### PROMPT
Your answer should be the entire listing, printed exactly.

——————

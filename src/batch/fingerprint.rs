//! SHA-256 certificate fingerprints for server pinning.

use core::fmt;

/// SHA-256 digest of a DER-encoded certificate.
#[derive(Clone, Copy, PartialEq, Eq)]
pub struct Fingerprint(pub [u8; 32]);

impl Fingerprint {
    /// Fingerprint of a DER-encoded certificate.
    pub fn of_certificate(der: &[u8]) -> Self {
        Self(hmac_sha256::Hash::hash(der))
    }

    /// Parse 64 hex digits.  Byte pairs may be separated by `:` or spaces
    /// (the form browsers and `openssl x509 -fingerprint` print).
    pub fn parse(text: &str) -> Option<Self> {
        let mut out = [0u8; 32];
        let mut nibbles = 0usize;
        for b in text.bytes() {
            if b == b':' || b == b' ' {
                continue;
            }
            let v = hex_value(b)?;
            let i = nibbles / 2;
            if i >= out.len() {
                return None;
            }
            out[i] = (out[i] << 4) | v;
            nibbles += 1;
        }
        (nibbles == 64).then_some(Self(out))
    }

    pub fn as_bytes(&self) -> &[u8; 32] {
        &self.0
    }
}

fn hex_value(b: u8) -> Option<u8> {
    match b {
        b'0'..=b'9' => Some(b - b'0'),
        b'a'..=b'f' => Some(b - b'a' + 10),
        b'A'..=b'F' => Some(b - b'A' + 10),
        _ => None,
    }
}

impl fmt::Display for Fingerprint {
    fn fmt(&self, f: &mut fmt::Formatter<'_>) -> fmt::Result {
        for (i, b) in self.0.iter().enumerate() {
            if i > 0 {
                f.write_str(":")?;
            }
            write!(f, "{b:02X}")?;
        }
        Ok(())
    }
}

impl fmt::Debug for Fingerprint {
    fn fmt(&self, f: &mut fmt::Formatter<'_>) -> fmt::Result {
        write!(f, "Fingerprint({self})")
    }
}

/// Result of comparing the presented certificate with the pinned one.
#[derive(Debug, Clone, Copy, PartialEq, Eq)]
pub enum TrustCheck {
    Matched,
    Mismatched,
    /// The session exposed no peer certificate.
    Unavailable,
}

impl TrustCheck {
    pub fn evaluate(pinned: &Fingerprint, presented: Option<&Fingerprint>) -> Self {
        match presented {
            Some(fp) if fp == pinned => Self::Matched,
            Some(_) => Self::Mismatched,
            None => Self::Unavailable,
        }
    }

    pub fn is_trusted(self) -> bool {
        self == Self::Matched
    }
}
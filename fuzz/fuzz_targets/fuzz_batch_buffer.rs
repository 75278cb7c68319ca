//! Fuzz target: `BatchBuffer::append` + JSON array streaming
//!
//! Splits the input into records on `\n` and appends them to a small
//! buffer.  Asserts that the slot bookkeeping never overruns and that the
//! precomputed Content-Length always equals the streamed body.
//!
//! cargo fuzz run fuzz_batch_buffer

#![no_main]

use hmd_sensor::batch::BatchBuffer;
use libfuzzer_sys::fuzz_target;

fuzz_target!(|data: &[u8]| {
    let mut buf = BatchBuffer::new(8, 48);

    for record in data.split(|&b| b == b'\n') {
        let before = buf.len();
        match buf.append(record) {
            Ok(()) => assert_eq!(buf.len(), before + 1),
            Err(_) => assert_eq!(buf.len(), before, "failed append must not change the buffer"),
        }
        assert!(buf.len() <= buf.capacity());
    }

    let mut streamed = 0usize;
    let _ = buf.write_json_array(|chunk| {
        streamed += chunk.len();
        Ok::<(), ()>(())
    });
    assert_eq!(streamed, buf.json_array_len());

    buf.clear();
    assert!(buf.is_empty());
    assert_eq!(buf.json_array_len(), 2);
});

——————

### SOLUTION TO THIS PROBLEM
filename src/batch/fingerprint.rs
//! SHA-256 certificate fingerprints for server pinning.

use core::fmt;

/// SHA-256 digest of a DER-encoded certificate.
#[derive(Clone, Copy, PartialEq, Eq)]
pub struct Fingerprint(pub [u8; 32]);

impl Fingerprint {
    /// Fingerprint of a DER-encoded certificate.
    pub fn of_certificate(der: &[u8]) -> Self {
        Self(hmac_sha256::Hash::hash(der))
    }

    /// Parse 64 hex digits.  Byte pairs may be separated by `:` or spaces
    /// (the form browsers and `openssl x509 -fingerprint` print).
    pub fn parse(text: &str) -> Option<Self> {
        let mut out = [0u8; 32];
        let mut nibbles = 0usize;
        for b in text.bytes() {
            if b == b':' || b == b' ' {
                continue;
            }
            let v = hex_value(b)?;
            let i = nibbles / 2;
            if i >= out.len() {
                return None;
            }
            out[i] = (out[i] << 4) | v;
            nibbles += 1;
        }
        (nibbles == 64).then_some(Self(out))
    }

    pub fn as_bytes(&self) -> &[u8; 32] {
        &self.0
    }
}

fn hex_value(b: u8) -> Option<u8> {
    match b {
        b'0'..=b'9' => Some(b - b'0'),
        b'a'..=b'f' => Some(b - b'a' + 10),
        b'A'..=b'F' => Some(b - b'A' + 10),
        _ => None,
    }
}

impl fmt::Display for Fingerprint {
    fn fmt(&self, f: &mut fmt::Formatter<'_>) -> fmt::Result {
        for (i, b) in self.0.iter().enumerate() {
            if i > 0 {
                f.write_str(":")?;
            }
            write!(f, "{b:02X}")?;
        }
        Ok(())
    }
}

impl fmt::Debug for Fingerprint {
    fn fmt(&self, f: &mut fmt::Formatter<'_>) -> fmt::Result {
        write!(f, "Fingerprint({self})")
    }
}

/// Result of comparing the presented certificate with the pinned one.
#[derive(Debug, Clone, Copy, PartialEq, Eq)]
pub enum TrustCheck {
    Matched,
    Mismatched,
    /// The session exposed no peer certificate.
    Unavailable,
}

impl TrustCheck {
    pub fn evaluate(pinned: &Fingerprint, presented: Option<&Fingerprint>) -> Self {
        match presented {
            Some(fp) if fp == pinned => Self::Matched,
            Some(_) => Self::Mismatched,
            None => Self::Unavailable,
        }
    }

    pub fn is_trusted(self) -> bool {
        self == Self::Matched
    }
}
filename fuzz/fuzz_targets/fuzz_batch_buffer.rs
repository 75278cb7c68319ca
//! Fuzz target: `BatchBuffer::append` + JSON array streaming
//!
//! Splits the input into records on `\n` and appends them to a small
//! buffer.  Asserts that the slot bookkeeping never overruns and that the
//! precomputed Content-Length always equals the streamed body.
//!
//! cargo fuzz run fuzz_batch_buffer

#![no_main]

use hmd_sensor::batch::BatchBuffer;
use libfuzzer_sys::fuzz_target;

fuzz_target!(|data: &[u8]| {
    let mut buf = BatchBuffer::new(8, 48);

    for record in data.split(|&b| b == b'\n') {
        let before = buf.len();
        match buf.append(record) {
            Ok(()) => assert_eq!(buf.len(), before + 1),
            Err(_) => assert_eq!(buf.len(), before, "failed append must not change the buffer"),
        }
        assert!(buf.len() <= buf.capacity());
    }

    let mut streamed = 0usize;
    let _ = buf.write_json_array(|chunk| {
        streamed += chunk.len();
        Ok::<(), ()>(())
    });
    assert_eq!(streamed, buf.json_array_len());

    buf.clear();
    assert!(buf.is_empty());
    assert_eq!(buf.json_array_len(), 2);
});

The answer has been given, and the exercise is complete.